- [Task details]: The line containing "pub fn max_attempts(&self)" marks the end: quote every line from the start of the records below through it, word for word.

::::::::::

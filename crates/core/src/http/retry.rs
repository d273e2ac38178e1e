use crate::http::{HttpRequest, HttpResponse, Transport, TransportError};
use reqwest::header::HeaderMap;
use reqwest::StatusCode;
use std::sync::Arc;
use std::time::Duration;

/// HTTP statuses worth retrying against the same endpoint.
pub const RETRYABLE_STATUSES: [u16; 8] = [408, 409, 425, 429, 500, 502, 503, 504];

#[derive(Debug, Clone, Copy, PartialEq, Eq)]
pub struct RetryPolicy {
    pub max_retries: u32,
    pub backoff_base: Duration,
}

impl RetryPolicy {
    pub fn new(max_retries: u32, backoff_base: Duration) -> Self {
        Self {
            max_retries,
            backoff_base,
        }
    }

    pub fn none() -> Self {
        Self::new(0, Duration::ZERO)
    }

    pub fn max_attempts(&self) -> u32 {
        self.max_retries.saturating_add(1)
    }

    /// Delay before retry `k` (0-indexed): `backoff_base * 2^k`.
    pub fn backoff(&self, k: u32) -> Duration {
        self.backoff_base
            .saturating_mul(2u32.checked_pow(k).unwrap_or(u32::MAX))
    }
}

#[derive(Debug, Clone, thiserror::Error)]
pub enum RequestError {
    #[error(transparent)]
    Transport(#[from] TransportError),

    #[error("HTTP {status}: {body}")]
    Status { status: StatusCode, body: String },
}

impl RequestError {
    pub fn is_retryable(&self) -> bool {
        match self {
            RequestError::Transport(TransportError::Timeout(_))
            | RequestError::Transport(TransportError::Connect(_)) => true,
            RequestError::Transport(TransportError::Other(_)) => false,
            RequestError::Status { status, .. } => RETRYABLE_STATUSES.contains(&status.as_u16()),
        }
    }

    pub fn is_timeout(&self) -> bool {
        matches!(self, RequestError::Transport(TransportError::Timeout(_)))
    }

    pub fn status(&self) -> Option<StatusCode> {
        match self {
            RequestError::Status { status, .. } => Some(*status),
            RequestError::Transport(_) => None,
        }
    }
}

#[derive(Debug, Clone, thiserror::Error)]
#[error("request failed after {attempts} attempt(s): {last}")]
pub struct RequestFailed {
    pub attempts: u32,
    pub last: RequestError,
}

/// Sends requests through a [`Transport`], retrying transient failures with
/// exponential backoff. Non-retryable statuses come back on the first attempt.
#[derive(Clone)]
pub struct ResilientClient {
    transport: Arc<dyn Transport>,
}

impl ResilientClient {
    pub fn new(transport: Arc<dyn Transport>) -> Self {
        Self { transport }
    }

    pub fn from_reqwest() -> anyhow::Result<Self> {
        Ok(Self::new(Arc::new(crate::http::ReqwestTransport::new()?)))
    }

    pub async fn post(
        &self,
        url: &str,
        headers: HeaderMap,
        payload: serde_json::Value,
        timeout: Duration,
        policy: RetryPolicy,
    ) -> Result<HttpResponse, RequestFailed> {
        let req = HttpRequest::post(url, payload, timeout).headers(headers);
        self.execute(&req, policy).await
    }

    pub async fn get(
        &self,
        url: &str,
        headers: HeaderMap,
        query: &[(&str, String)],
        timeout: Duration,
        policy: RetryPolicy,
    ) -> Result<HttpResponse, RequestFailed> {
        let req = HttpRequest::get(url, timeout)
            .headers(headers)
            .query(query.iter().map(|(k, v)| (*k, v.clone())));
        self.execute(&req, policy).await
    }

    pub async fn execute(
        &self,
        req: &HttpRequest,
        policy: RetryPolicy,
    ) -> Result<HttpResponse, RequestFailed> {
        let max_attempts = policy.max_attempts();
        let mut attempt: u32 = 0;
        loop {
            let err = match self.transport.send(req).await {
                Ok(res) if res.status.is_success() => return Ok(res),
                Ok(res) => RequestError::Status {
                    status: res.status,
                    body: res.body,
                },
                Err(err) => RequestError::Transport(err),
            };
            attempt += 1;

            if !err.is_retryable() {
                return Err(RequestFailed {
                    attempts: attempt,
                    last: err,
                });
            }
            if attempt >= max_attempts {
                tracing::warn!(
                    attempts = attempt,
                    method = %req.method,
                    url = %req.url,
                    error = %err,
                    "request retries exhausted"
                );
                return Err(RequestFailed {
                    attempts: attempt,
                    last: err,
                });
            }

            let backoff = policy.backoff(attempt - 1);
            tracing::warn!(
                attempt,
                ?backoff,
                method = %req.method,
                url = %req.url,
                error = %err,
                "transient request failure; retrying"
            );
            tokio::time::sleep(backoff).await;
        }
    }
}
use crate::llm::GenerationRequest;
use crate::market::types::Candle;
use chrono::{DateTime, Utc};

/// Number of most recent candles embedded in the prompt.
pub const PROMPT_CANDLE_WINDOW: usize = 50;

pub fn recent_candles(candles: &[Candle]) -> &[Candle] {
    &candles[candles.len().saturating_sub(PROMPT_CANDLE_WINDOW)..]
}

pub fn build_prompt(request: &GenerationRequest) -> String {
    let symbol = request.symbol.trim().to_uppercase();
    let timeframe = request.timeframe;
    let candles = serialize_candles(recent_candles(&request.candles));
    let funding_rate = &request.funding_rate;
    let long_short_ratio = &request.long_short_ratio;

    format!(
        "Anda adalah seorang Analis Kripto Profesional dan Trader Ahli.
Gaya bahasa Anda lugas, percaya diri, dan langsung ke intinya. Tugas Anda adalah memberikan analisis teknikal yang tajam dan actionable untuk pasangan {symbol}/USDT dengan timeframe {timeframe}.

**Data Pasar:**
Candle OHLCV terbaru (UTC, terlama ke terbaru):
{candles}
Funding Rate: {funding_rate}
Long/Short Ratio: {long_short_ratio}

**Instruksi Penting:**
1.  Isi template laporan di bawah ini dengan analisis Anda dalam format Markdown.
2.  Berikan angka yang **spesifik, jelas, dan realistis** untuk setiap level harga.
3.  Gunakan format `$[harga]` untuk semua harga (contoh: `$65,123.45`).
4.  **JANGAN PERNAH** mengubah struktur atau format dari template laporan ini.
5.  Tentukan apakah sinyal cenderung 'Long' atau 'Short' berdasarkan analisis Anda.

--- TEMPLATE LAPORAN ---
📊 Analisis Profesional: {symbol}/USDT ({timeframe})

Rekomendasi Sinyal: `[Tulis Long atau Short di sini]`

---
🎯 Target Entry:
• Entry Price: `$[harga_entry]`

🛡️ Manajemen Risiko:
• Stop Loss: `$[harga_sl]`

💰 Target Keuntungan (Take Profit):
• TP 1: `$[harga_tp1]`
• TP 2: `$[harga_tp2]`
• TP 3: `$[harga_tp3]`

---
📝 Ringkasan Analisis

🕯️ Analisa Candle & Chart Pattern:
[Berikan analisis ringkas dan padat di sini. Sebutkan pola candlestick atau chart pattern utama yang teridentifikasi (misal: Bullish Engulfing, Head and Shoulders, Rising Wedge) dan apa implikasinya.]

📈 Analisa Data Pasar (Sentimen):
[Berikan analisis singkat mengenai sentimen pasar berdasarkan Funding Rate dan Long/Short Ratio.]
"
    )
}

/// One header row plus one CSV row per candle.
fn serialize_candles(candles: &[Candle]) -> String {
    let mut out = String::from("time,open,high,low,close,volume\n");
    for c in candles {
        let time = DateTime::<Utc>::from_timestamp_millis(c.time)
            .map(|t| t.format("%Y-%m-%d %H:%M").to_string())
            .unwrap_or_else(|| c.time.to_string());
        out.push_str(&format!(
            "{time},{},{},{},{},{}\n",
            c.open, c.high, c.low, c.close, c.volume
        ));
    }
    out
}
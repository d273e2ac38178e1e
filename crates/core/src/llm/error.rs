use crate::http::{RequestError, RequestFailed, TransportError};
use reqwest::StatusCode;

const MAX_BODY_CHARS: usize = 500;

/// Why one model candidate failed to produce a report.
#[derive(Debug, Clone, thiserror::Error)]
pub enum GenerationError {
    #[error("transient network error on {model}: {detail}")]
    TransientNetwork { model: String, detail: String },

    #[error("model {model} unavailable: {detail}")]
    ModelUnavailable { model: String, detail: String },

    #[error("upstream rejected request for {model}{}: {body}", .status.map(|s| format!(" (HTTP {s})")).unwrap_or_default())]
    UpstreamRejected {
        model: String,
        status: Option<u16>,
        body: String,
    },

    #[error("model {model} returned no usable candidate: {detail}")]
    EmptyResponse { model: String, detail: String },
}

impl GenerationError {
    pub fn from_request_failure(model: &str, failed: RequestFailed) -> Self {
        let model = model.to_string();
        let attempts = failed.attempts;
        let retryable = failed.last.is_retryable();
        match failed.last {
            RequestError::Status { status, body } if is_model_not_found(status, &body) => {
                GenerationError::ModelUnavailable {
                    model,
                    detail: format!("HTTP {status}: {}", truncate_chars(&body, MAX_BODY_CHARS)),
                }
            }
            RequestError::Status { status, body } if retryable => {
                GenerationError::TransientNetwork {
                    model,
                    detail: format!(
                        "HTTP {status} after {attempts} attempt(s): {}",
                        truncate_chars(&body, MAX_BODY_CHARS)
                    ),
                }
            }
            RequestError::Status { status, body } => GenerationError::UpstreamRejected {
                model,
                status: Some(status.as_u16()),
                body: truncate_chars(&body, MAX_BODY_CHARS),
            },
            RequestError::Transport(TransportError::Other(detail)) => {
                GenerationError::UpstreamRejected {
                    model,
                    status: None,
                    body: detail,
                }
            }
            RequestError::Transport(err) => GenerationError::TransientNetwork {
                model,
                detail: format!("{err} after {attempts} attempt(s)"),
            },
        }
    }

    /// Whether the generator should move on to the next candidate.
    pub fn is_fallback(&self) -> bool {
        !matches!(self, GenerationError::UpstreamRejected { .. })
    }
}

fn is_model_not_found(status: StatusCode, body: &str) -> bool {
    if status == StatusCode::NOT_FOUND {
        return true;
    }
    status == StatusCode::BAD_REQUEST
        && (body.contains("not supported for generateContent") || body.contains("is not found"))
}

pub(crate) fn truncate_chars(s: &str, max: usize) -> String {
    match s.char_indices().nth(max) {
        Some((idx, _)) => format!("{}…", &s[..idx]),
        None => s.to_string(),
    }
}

::::::::::

- [Written reply]:
filename crates/core/src/http/retry.rs
repository d273e2ac38178e1e
use crate::http::{HttpRequest, HttpResponse, Transport, TransportError};
use reqwest::header::HeaderMap;
use reqwest::StatusCode;
use std::sync::Arc;
use std::time::Duration;

/// HTTP statuses worth retrying against the same endpoint.
pub const RETRYABLE_STATUSES: [u16; 8] = [408, 409, 425, 429, 500, 502, 503, 504];

#[derive(Debug, Clone, Copy, PartialEq, Eq)]
pub struct RetryPolicy {
    pub max_retries: u32,
    pub backoff_base: Duration,
}

impl RetryPolicy {
    pub fn new(max_retries: u32, backoff_base: Duration) -> Self {
        Self {
            max_retries,
            backoff_base,
        }
    }

    pub fn none() -> Self {
        Self::new(0, Duration::ZERO)
    }

    pub fn max_attempts(&self) -> u32 {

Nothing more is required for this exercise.